Below are records; give the number of their lines that contain "handlers", and only that number.

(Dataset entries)
┄┄┄┄┄┄┄┄┄┄┄┄┄┄┄┄┄┄┄┄

//! Centralized server configuration.
//!
//! Strongly-typed configuration loaded via the `config` crate from
//! environment variables. Nested fields use `__` as the separator, so the
//! downstream base URL is `OLLAMA__BASE_URL` and the listen port is `PORT`.
//! Every default matches the gateway's original deployment constants.

use sentinel_ai::OllamaConfig;
use serde::Deserialize;
use std::time::Duration;

/// Server configuration.
#[derive(Debug, Deserialize)]
pub struct ServerConfig {
    /// Port the gateway listens on.
    #[serde(default = "default_port")]
    pub port: u16,

    /// Inference server settings.
    #[serde(default)]
    pub ollama: OllamaSettings,
}

/// Inference-server-related configuration.
#[derive(Debug, Clone, Deserialize)]
pub struct OllamaSettings {
    /// Base URL of the inference server.
    #[serde(default = "default_base_url")]
    pub base_url: String,

    /// Model identifier sent with every inference request.
    #[serde(default = "default_model")]
    pub model: String,

    /// Deadline for a single inference call, in seconds.
    #[serde(default = "default_timeout_seconds")]
    pub timeout_seconds: u64,
}

fn default_port() -> u16 {
    5000
}

fn default_base_url() -> String {
    "http://localhost:11434".to_string()
}

fn default_model() -> String {
    "deepseek-coder:1.3b-base".to_string()
}

fn default_timeout_seconds() -> u64 {
    60
}

impl Default for OllamaSettings {
    fn default() -> Self {
        Self {
            base_url: default_base_url(),
            model: default_model(),
            timeout_seconds: default_timeout_seconds(),
        }
    }
}

impl OllamaSettings {
    /// Converts these settings into a backend configuration.
    #[must_use]
    pub fn to_backend_config(&self) -> OllamaConfig {
        OllamaConfig::new(&self.base_url, &self.model)
            .with_timeout(Duration::from_secs(self.timeout_seconds))
    }
}

impl ServerConfig {
    /// Loads configuration from environment variables.
    ///
    /// # Errors
    ///
    /// Returns an error if a provided value cannot be parsed.
    pub fn from_env() -> Result<Self, config::ConfigError> {
        config::Config::builder()
            .add_source(
                config::Environment::default()
                    .separator("__")
                    .try_parsing(true),
            )
            .build()?
            .try_deserialize()
    }
}
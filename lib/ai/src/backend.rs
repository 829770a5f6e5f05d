//! LLM backend abstraction.
//!
//! A single trait over single-shot inference, with one production
//! implementation speaking the Ollama generate API. The gateway's handlers
//! only see the trait, so tests substitute a stub without touching the
//! network.

use crate::error::LlmError;
use async_trait::async_trait;
use serde::{Deserialize, Serialize};
use std::time::Duration;

/// Configuration for an Ollama backend.
///
/// Passed in explicitly at construction; the backend holds no process-wide
/// state.
#[derive(Debug, Clone)]
pub struct OllamaConfig {
    /// Base URL of the inference server.
    pub base_url: String,
    /// Model identifier sent with every request.
    pub model: String,
    /// Deadline for a single inference call.
    pub timeout: Duration,
}

impl OllamaConfig {
    /// Creates a configuration with the default 60 second deadline.
    #[must_use]
    pub fn new(base_url: impl Into<String>, model: impl Into<String>) -> Self {
        Self {
            base_url: base_url.into(),
            model: model.into(),
            timeout: Duration::from_secs(60),
        }
    }

    /// Sets the inference deadline.
    #[must_use]
    pub fn with_timeout(mut self, timeout: Duration) -> Self {
        self.timeout = timeout;
        self
    }
}

/// A request to the inference server, serialized verbatim to the wire.
#[derive(Debug, Clone, Serialize, Deserialize)]
pub struct GenerateRequest {
    /// Model identifier.
    pub model: String,
    /// The fully rendered prompt.
    pub prompt: String,
    /// Always false; the gateway only relays complete responses.
    pub stream: bool,
}

impl GenerateRequest {
    /// Creates a non-streaming generate request.
    #[must_use]
    pub fn new(model: impl Into<String>, prompt: impl Into<String>) -> Self {
        Self {
            model: model.into(),
            prompt: prompt.into(),
            stream: false,
        }
    }
}

/// A successful response from the inference server.
#[derive(Debug, Clone, Serialize, Deserialize)]
pub struct GenerateResponse {
    /// The generated text. Servers that omit the field yield an empty
    /// string rather than a parse failure.
    #[serde(rename = "response", default)]
    pub text: String,
}

/// Trait for LLM backends.
#[async_trait]
pub trait LlmBackend: Send + Sync {
    /// Issues exactly one inference call for the given request.
    ///
    /// # Errors
    ///
    /// Returns [`LlmError::Timeout`] when the deadline elapses,
    /// [`LlmError::Unavailable`] when the server answers with a non-success
    /// status, and [`LlmError::Transport`] for any other fault, including a
    /// malformed response body.
    async fn generate(&self, request: &GenerateRequest) -> Result<GenerateResponse, LlmError>;

    /// Returns the model identifier this backend targets.
    fn model(&self) -> &str;
}

/// Client for an Ollama-compatible inference server.
pub struct OllamaBackend {
    client: reqwest::Client,
    config: OllamaConfig,
}

impl OllamaBackend {
    /// Creates a backend for the given configuration.
    #[must_use]
    pub fn new(config: OllamaConfig) -> Self {
        Self {
            client: reqwest::Client::new(),
            config,
        }
    }

    fn generate_url(&self) -> String {
        format!("{}/api/generate", self.config.base_url.trim_end_matches('/'))
    }
}

#[async_trait]
impl LlmBackend for OllamaBackend {
    async fn generate(&self, request: &GenerateRequest) -> Result<GenerateResponse, LlmError> {
        let response = self
            .client
            .post(self.generate_url())
            .timeout(self.config.timeout)
            .json(request)
            .send()
            .await
            .map_err(fault_to_error)?;

        let status = response.status();
        if !status.is_success() {
            tracing::warn!(
                status = status.as_u16(),
                model = %request.model,
                "inference server returned non-success"
            );
            return Err(LlmError::Unavailable {
                status: status.as_u16(),
            });
        }

        response
            .json::<GenerateResponse>()
            .await
            .map_err(fault_to_error)
    }

    fn model(&self) -> &str {
        &self.config.model
    }
}

fn fault_to_error(fault: reqwest::Error) -> LlmError {
    if fault.is_timeout() {
        LlmError::Timeout
    } else {
        LlmError::Transport {
            reason: fault.to_string(),
        }
    }
}
//! Route handlers for the gateway's JSON surface.
//!
//! Each POST handler runs the same straight line: validate the payload,
//! render the task's prompt, issue one inference call, and map the outcome
//! to a status code. No state survives the request.

use crate::error::ApiError;
use crate::state::AppState;
use axum::extract::State;
use axum::extract::rejection::JsonRejection;
use axum::routing::{get, post};
use axum::{Json, Router};
use sentinel_ai::{GenerateRequest, TaskKind};
use serde::{Deserialize, Serialize};

/// Builds the gateway router.
pub fn router(state: AppState) -> Router {
    Router::new()
        .route("/health", get(health))
        .route("/api/analyze", post(analyze))
        .route("/api/chat", post(chat))
        .route("/api/threat-detect", post(threat_detect))
        .with_state(state)
}

#[derive(Debug, Deserialize)]
pub struct AnalyzeRequest {
    #[serde(default)]
    code: Option<String>,
}

#[derive(Debug, Deserialize)]
pub struct ChatRequest {
    #[serde(default)]
    message: Option<String>,
}

#[derive(Debug, Deserialize)]
pub struct ThreatDetectRequest {
    #[serde(default)]
    logs: Option<String>,
}

/// Body for /api/analyze and /api/threat-detect responses.
#[derive(Debug, Serialize)]
pub struct AnalysisResponse {
    pub analysis: String,
    pub model: String,
}

/// Body for /api/chat responses.
#[derive(Debug, Serialize)]
pub struct ChatResponse {
    pub response: String,
    pub model: String,
}

#[derive(Debug, Serialize)]
pub struct HealthResponse {
    pub status: &'static str,
    pub model: String,
}

/// Health check endpoint.
async fn health(State(state): State<AppState>) -> Json<HealthResponse> {
    Json(HealthResponse {
        status: "healthy",
        model: state.model_display().to_string(),
    })
}

/// Analyzes code for security vulnerabilities.
async fn analyze(
    State(state): State<AppState>,
    body: Result<Json<AnalyzeRequest>, JsonRejection>,
) -> Result<Json<AnalysisResponse>, ApiError> {
    let Json(body) = body?;
    let code = require_payload(body.code, "No code provided")?;
    let text = run_inference(&state, TaskKind::CodeAnalysis, &code).await?;
    Ok(Json(AnalysisResponse {
        analysis: text,
        model: state.backend().model().to_string(),
    }))
}

/// General chat endpoint for security questions.
async fn chat(
    State(state): State<AppState>,
    body: Result<Json<ChatRequest>, JsonRejection>,
) -> Result<Json<ChatResponse>, ApiError> {
    let Json(body) = body?;
    let message = require_payload(body.message, "No message provided")?;
    let text = run_inference(&state, TaskKind::Chat, &message).await?;
    Ok(Json(ChatResponse {
        response: text,
        model: state.backend().model().to_string(),
    }))
}

/// Detects threats in logs or network traffic.
async fn threat_detect(
    State(state): State<AppState>,
    body: Result<Json<ThreatDetectRequest>, JsonRejection>,
) -> Result<Json<AnalysisResponse>, ApiError> {
    let Json(body) = body?;
    let logs = require_payload(body.logs, "No logs provided")?;
    let text = run_inference(&state, TaskKind::ThreatDetect, &logs).await?;
    Ok(Json(AnalysisResponse {
        analysis: text,
        model: state.backend().model().to_string(),
    }))
}

/// Rejects missing or whitespace-only payloads before any prompt is built.
fn require_payload(value: Option<String>, missing: &'static str) -> Result<String, ApiError> {
    match value {
        Some(payload) if !payload.trim().is_empty() => Ok(payload),
        _ => Err(ApiError::InvalidInput { message: missing }),
    }
}

async fn run_inference(
    state: &AppState,
    kind: TaskKind,
    payload: &str,
) -> Result<String, ApiError> {
    let prompt = kind.render(payload);
    let request = GenerateRequest::new(state.backend().model(), prompt);
    let response = state.backend().generate(&request).await?;
    tracing::info!(task = ?kind, "inference completed");
    Ok(response.text)
}

#[cfg(test)]
mod tests {
    use super::*;

    #[test]
    fn require_payload_accepts_non_empty() {
        let result = require_payload(Some("print(1)".to_string()), "No code provided");
        assert_eq!(result.expect("accepted"), "print(1)");
    }

    #[test]
    fn require_payload_rejects_missing() {
        let result = require_payload(None, "No code provided");
        assert_eq!(
            result.expect_err("rejected"),
            ApiError::InvalidInput {
                message: "No code provided"
            }
        );
    }

    #[test]
    fn require_payload_rejects_whitespace_only() {
        let result = require_payload(Some("  \n\t ".to_string()), "No logs provided");
        assert!(result.is_err());
    }
}
//! HTTP gateway for the sentinel security assistant.
//!
//! Three JSON routes wrap a caller's payload in a fixed prompt and relay it
//! to a local inference server; a health route reports the configured
//! model. All state is per-request apart from the shared backend handle.

pub mod config;
pub mod error;
pub mod routes;
pub mod state;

┄┄┄┄┄┄┄┄┄┄┄┄┄┄┄┄┄┄┄┄

### WORKED SOLUTION
2